Dataset entries:
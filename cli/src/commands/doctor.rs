//! `git-account-manager doctor` — diagnose prerequisites, `~/.ssh` and keys.

use std::process::ExitCode;

use anyhow::Result;

use crate::app::AppContext;
use crate::application::services::doctor_service;
use crate::domain::health::collect_issues;

/// Run the doctor command. Exits 1 when any issue is found.
///
/// # Errors
///
/// Returns an error if file metadata cannot be read.
pub async fn run(app: &AppContext) -> Result<ExitCode> {
    let checks =
        doctor_service::run_doctor(&app.runner, &app.ssh, &app.backups, &app.reporter()).await?;
    let issues = collect_issues(&checks);
    tracing::debug!(issues = issues.len(), "doctor finished");

    app.renderer().doctor(&checks, &issues, app.verbose)?;
    Ok(if issues.is_empty() {
        ExitCode::SUCCESS
    } else {
        ExitCode::FAILURE
    })
}
//! `add`, `list`, `show`, `key`, `remove` and `use` against a sandboxed `~/.ssh`.

#![allow(clippy::expect_used, clippy::unwrap_used)]

use predicates::prelude::*;

use crate::sandbox::{Sandbox, json};

const PUBLIC_KEY: &str =
    "ssh-ed25519 AAAAC3NzaC1lZDI1NTE5AAAAIGJ3qBmHkWHnr0F2C1R4Dq7S0e9o5e3b4m1B6cJ8dXyZ jane@work.example";

#[test]
fn test_add_writes_managed_block() {
    let sandbox = Sandbox::new();
    sandbox.add_account("work", "jane@work.example");

    let config = sandbox.read_ssh_config();
    assert!(config.contains("# >>> git-account-manager: work >>>"));
    assert!(config.contains("# <<< git-account-manager: work <<<"));
    assert!(config.contains("Host github.com-work"));
    assert!(config.contains("HostName github.com"));
    assert!(config.contains("IdentityFile ~/.ssh/id_ed25519_work"));
    assert!(config.contains("IdentitiesOnly yes"));
    assert!(config.contains("# email: jane@work.example"));
}

#[test]
fn test_add_keeps_existing_entries() {
    let sandbox = Sandbox::new();
    sandbox.write_ssh_config("Host build-box\n    HostName 10.0.0.7\n    User ci\n");
    sandbox.add_account("work", "jane@work.example");

    let config = sandbox.read_ssh_config();
    assert!(config.starts_with("Host build-box\n    HostName 10.0.0.7\n    User ci\n"));
    assert!(config.contains("Host github.com-work"));
    assert_eq!(sandbox.backup_names().len(), 1, "previous config was backed up");
}

#[test]
fn test_add_uses_requested_provider() {
    let sandbox = Sandbox::new();
    sandbox
        .cmd()
        .args(["add", "oss", "--name", "Jane Doe", "--email", "jane@oss.example"])
        .args(["--provider", "gitlab", "--no-keygen", "--yes"])
        .assert()
        .success();
    assert!(sandbox.read_ssh_config().contains("Host gitlab.com-oss"));
}

#[test]
fn test_add_requires_name_when_non_interactive() {
    let sandbox = Sandbox::new();
    sandbox
        .cmd()
        .args(["add", "work", "--email", "jane@work.example", "--no-keygen", "--yes"])
        .assert()
        .failure()
        .stderr(predicate::str::contains("--name is required"));
    assert!(!sandbox.ssh_config_path().exists());
}

#[test]
fn test_add_rejects_invalid_alias() {
    let sandbox = Sandbox::new();
    sandbox
        .cmd()
        .args(["add", "Work Laptop", "--name", "Jane", "--email", "jane@work.example"])
        .args(["--no-keygen", "--yes"])
        .assert()
        .failure()
        .stderr(predicate::str::contains("Invalid account alias"));
}

#[test]
fn test_add_rejects_invalid_email() {
    let sandbox = Sandbox::new();
    sandbox
        .cmd()
        .args(["add", "work", "--name", "Jane", "--email", "not-an-email"])
        .args(["--no-keygen", "--yes"])
        .assert()
        .failure()
        .stderr(predicate::str::contains("Invalid email address"));
}

#[test]
fn test_add_duplicate_alias_fails_with_json_code() {
    let sandbox = Sandbox::new();
    sandbox.add_account("work", "jane@work.example");
    let before = sandbox.read_ssh_config();

    let out = sandbox
        .cmd()
        .args(["add", "work", "--name", "Jane", "--email", "jane@other.example"])
        .args(["--no-keygen", "--yes", "--json"])
        .assert()
        .failure()
        .get_output()
        .stdout
        .clone();
    let value = json(&out);
    assert_eq!(value["error"], true);
    assert_eq!(value["code"], "ALREADY_EXISTS");
    assert_eq!(sandbox.read_ssh_config(), before, "config untouched");
}

#[test]
fn test_add_with_existing_identity_file_reports_public_key() {
    let sandbox = Sandbox::new();
    let keys = sandbox.home().join("keys");
    std::fs::create_dir_all(&keys).unwrap();
    std::fs::write(keys.join("work_key"), "PRIVATE").unwrap();
    std::fs::write(keys.join("work_key.pub"), format!("{PUBLIC_KEY}\n")).unwrap();

    let out = sandbox
        .cmd()
        .args(["add", "work", "--name", "Jane Doe", "--email", "jane@work.example"])
        .arg("--identity-file")
        .arg(keys.join("work_key"))
        .args(["--yes", "--json"])
        .assert()
        .success()
        .get_output()
        .stdout
        .clone();
    let value = json(&out);
    assert_eq!(value["public_key"], PUBLIC_KEY);
    assert_eq!(value["key_generated"], false);
    assert_eq!(value["host_alias"], "github.com-work");

    sandbox
        .cmd()
        .args(["key", "work"])
        .assert()
        .success()
        .stdout(predicate::str::contains(PUBLIC_KEY));
}

#[test]
fn test_list_json_reports_accounts() {
    let sandbox = Sandbox::new();
    sandbox.add_account("work", "jane@work.example");
    sandbox.add_account("personal", "jane@home.example");

    let out = sandbox
        .cmd()
        .args(["list", "--json"])
        .assert()
        .success()
        .get_output()
        .stdout
        .clone();
    let value = json(&out);
    let accounts = value["accounts"].as_array().expect("accounts array");
    assert_eq!(accounts.len(), 2);
    let work = accounts
        .iter()
        .find(|a| a["alias"] == "work")
        .expect("work listed");
    assert_eq!(work["host_alias"], "github.com-work");
    assert_eq!(work["email"], "jane@work.example");
    assert_eq!(work["key_present"], false);
}

#[test]
fn test_list_empty() {
    let sandbox = Sandbox::new();
    sandbox
        .cmd()
        .arg("list")
        .assert()
        .success()
        .stdout(predicate::str::contains("No accounts configured"));
}

#[test]
fn test_show_prints_ssh_block() {
    let sandbox = Sandbox::new();
    sandbox.add_account("work", "jane@work.example");
    let out = sandbox
        .cmd()
        .args(["show", "work", "--json"])
        .assert()
        .success()
        .get_output()
        .stdout
        .clone();
    let value = json(&out);
    assert_eq!(value["alias"], "work");
    assert!(
        value["ssh_block"]
            .as_str()
            .unwrap()
            .contains("Host github.com-work")
    );
}

#[test]
fn test_show_unknown_alias_is_not_found() {
    let sandbox = Sandbox::new();
    let out = sandbox
        .cmd()
        .args(["show", "ghost", "--json"])
        .assert()
        .failure()
        .get_output()
        .stdout
        .clone();
    assert_eq!(json(&out)["code"], "NOT_FOUND");
}

#[test]
fn test_key_missing_fails() {
    let sandbox = Sandbox::new();
    sandbox.add_account("work", "jane@work.example");
    sandbox.cmd().args(["key", "work"]).assert().failure();
}

#[test]
fn test_remove_deletes_block_and_backs_up() {
    let sandbox = Sandbox::new();
    sandbox.write_ssh_config("Host build-box\n    HostName 10.0.0.7\n");
    sandbox.add_account("work", "jane@work.example");
    sandbox.add_account("personal", "jane@home.example");

    sandbox
        .cmd()
        .args(["remove", "work", "--yes"])
        .assert()
        .success()
        .stdout(predicate::str::contains("account work removed"));

    let config = sandbox.read_ssh_config();
    assert!(!config.contains("github.com-work"));
    assert!(config.contains("Host github.com-personal"));
    assert!(config.contains("Host build-box"));
    assert_eq!(sandbox.backup_names().len(), 3);
}

#[test]
fn test_remove_delete_key_removes_generated_pair() {
    let sandbox = Sandbox::new();
    sandbox.add_account("work", "jane@work.example");
    let private = sandbox.ssh_dir().join("id_ed25519_work");
    let public = sandbox.ssh_dir().join("id_ed25519_work.pub");
    std::fs::write(&private, "PRIVATE").unwrap();
    std::fs::write(&public, PUBLIC_KEY).unwrap();

    sandbox
        .cmd()
        .args(["remove", "work", "--delete-key", "--yes"])
        .assert()
        .success();
    assert!(!private.exists());
    assert!(!public.exists());
}

#[test]
fn test_remove_unknown_alias_fails() {
    let sandbox = Sandbox::new();
    sandbox
        .cmd()
        .args(["remove", "ghost", "--yes"])
        .assert()
        .failure()
        .stderr(predicate::str::contains("Account 'ghost' not found"));
}

#[test]
fn test_use_outside_repository_fails() {
    let sandbox = Sandbox::new();
    sandbox.add_account("work", "jane@work.example");
    let not_a_repo = sandbox.home().join("plain-dir");
    std::fs::create_dir_all(&not_a_repo).unwrap();

    sandbox
        .cmd()
        .args(["use", "work", "--path"])
        .arg(&not_a_repo)
        .env("GIT_CEILING_DIRECTORIES", sandbox.home())
        .assert()
        .failure();
}

#[test]
fn test_clone_rejects_other_provider_url() {
    let sandbox = Sandbox::new();
    sandbox.add_account("work", "jane@work.example");
    sandbox
        .cmd()
        .args(["clone", "work", "git@gitlab.com:acme/app.git"])
        .current_dir(sandbox.home())
        .assert()
        .failure()
        .stderr(predicate::str::contains("does not belong to provider"));
}
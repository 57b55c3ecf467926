//! Integration tests for git-account-manager
//!
//! These tests spawn the actual binary against a temporary `$HOME`, so they
//! never touch the real `~/.ssh`.

mod account_commands;
mod backup_commands;
mod doctor_command;
mod sandbox;
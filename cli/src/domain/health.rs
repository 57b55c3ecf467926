//! Health check domain types and pure diagnostic functions.
//!
//! This module is intentionally free of I/O, async, and external layer imports.
//! All functions take data in and return data out.

use serde::Serialize;

/// Oldest git that honours per-host `IdentityFile` together with
/// `core.sshCommand` and `includeIf`.
pub const GIT_MIN_VERSION: semver::Version = semver::Version::new(2, 13, 0);

// ── Types ─────────────────────────────────────────────────────────────────────

/// All check categories returned by the doctor command.
#[derive(Debug, Serialize)]
pub struct DoctorChecks {
    /// External tools the manager shells out to.
    pub prerequisites: PrerequisiteChecks,
    /// `~/.ssh` and `~/.ssh/config` state.
    pub ssh_dir: SshDirChecks,
    /// One entry per managed account.
    pub accounts: Vec<AccountCheck>,
}

/// Presence and version of git and the OpenSSH client tools.
#[derive(Debug, Serialize)]
#[allow(clippy::struct_field_names, clippy::struct_excessive_bools)]
pub struct PrerequisiteChecks {
    /// Whether `git` is on PATH.
    pub git_found: bool,
    /// Installed git version (e.g. `"2.43.0"`), if found.
    pub git_version: Option<String>,
    /// Whether the installed git meets [`GIT_MIN_VERSION`].
    pub git_version_ok: bool,
    /// Whether `ssh` is on PATH.
    pub ssh_found: bool,
    /// First line of `ssh -V`, e.g. `"OpenSSH_9.6p1 ..."`.
    pub ssh_version: Option<String>,
    /// Whether `ssh-keygen` is on PATH.
    pub ssh_keygen_found: bool,
}

/// `~/.ssh` directory and config file checks.
#[derive(Debug, Default, Serialize)]
pub struct SshDirChecks {
    pub dir_exists: bool,
    /// Permission bits of `~/.ssh` (Unix only).
    pub dir_mode: Option<u32>,
    pub config_exists: bool,
    /// Permission bits of `~/.ssh/config` (Unix only).
    pub config_mode: Option<u32>,
    /// Managed-block parse failure, if any.
    pub config_error: Option<String>,
    /// Managed host aliases also declared by a hand-written `Host` line.
    pub shadowed_host_aliases: Vec<String>,
    /// Number of snapshots in the backup directory.
    pub backup_count: usize,
}

/// Per-account key checks.
#[derive(Debug, Serialize)]
pub struct AccountCheck {
    pub alias: String,
    pub host_alias: String,
    pub identity_file: String,
    pub key_exists: bool,
    /// Permission bits of the private key (Unix only).
    pub key_mode: Option<u32>,
    pub public_key_exists: bool,
}

// ── Pure functions ────────────────────────────────────────────────────────────

/// Extracts the version from `git --version` output
/// (`git version 2.43.0` / `git version 2.39.3 (Apple Git-145)`).
#[must_use]
pub fn parse_git_version(stdout: &str) -> Option<String> {
    stdout
        .lines()
        .next()?
        .strip_prefix("git version ")?
        .split_whitespace()
        .next()
        .map(str::to_owned)
}

/// Whether `version` meets [`GIT_MIN_VERSION`]. Versions with more than
/// three components (`2.45.1.windows.1`) are compared on the first three.
#[must_use]
pub fn git_version_ok(version: &str) -> bool {
    let core: Vec<&str> = version.split('.').take(3).collect();
    let padded = match core.len() {
        1 => format!("{}.0.0", core[0]),
        2 => format!("{}.{}.0", core[0], core[1]),
        _ => core.join("."),
    };
    semver::Version::parse(&padded).is_ok_and(|v| v >= GIT_MIN_VERSION)
}

/// Collect actionable issues from check results.
///
/// Returns a list of human-readable issue strings for any failing checks.
/// A missing `~/.ssh/config` is not an issue: the first `add` creates it.
#[must_use]
pub fn collect_issues(checks: &DoctorChecks) -> Vec<String> {
    let mut issues = Vec::new();
    let pre = &checks.prerequisites;
    if !pre.git_found {
        issues.push("git is not installed".to_string());
    } else if !pre.git_version_ok {
        let ver = pre.git_version.as_deref().unwrap_or("unknown");
        issues.push(format!("git {ver} is too old (need ≥ {GIT_MIN_VERSION})"));
    }
    if !pre.ssh_found {
        issues.push("ssh (OpenSSH client) is not installed".to_string());
    }
    if !pre.ssh_keygen_found {
        issues.push("ssh-keygen is not installed".to_string());
    }

    let dir = &checks.ssh_dir;
    if let Some(mode) = dir.dir_mode
        && mode & 0o077 != 0
    {
        issues.push(format!("~/.ssh has mode {mode:o} (should be 700)"));
    }
    if let Some(mode) = dir.config_mode
        && mode & 0o077 != 0
    {
        issues.push(format!("~/.ssh/config has mode {mode:o} (should be 600)"));
    }
    if let Some(err) = &dir.config_error {
        issues.push(format!("~/.ssh/config cannot be parsed: {err}"));
    }
    for host in &dir.shadowed_host_aliases {
        issues.push(format!(
            "Host {host} is declared outside its managed block; ssh uses whichever comes first"
        ));
    }

    for account in &checks.accounts {
        if !account.key_exists {
            issues.push(format!(
                "{}: identity file {} is missing",
                account.alias, account.identity_file
            ));
            continue;
        }
        if let Some(mode) = account.key_mode
            && mode & 0o077 != 0
        {
            issues.push(format!(
                "{}: identity file {} has mode {mode:o} (should be 600)",
                account.alias, account.identity_file
            ));
        }
    }
    issues
}

// ── Unit tests ───────────────────────────────────────────────────────────────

— WHAT YOU ARE ASKED TO DO —
Every line above in which the word "build" is present must be copied into the answer.

— EXERCISE SOLUTION —
    sandbox.write_ssh_config("Host build-box\n    HostName 10.0.0.7\n    User ci\n");
    assert!(config.starts_with("Host build-box\n    HostName 10.0.0.7\n    User ci\n"));
    sandbox.write_ssh_config("Host build-box\n    HostName 10.0.0.7\n");
    assert!(config.contains("Host build-box"));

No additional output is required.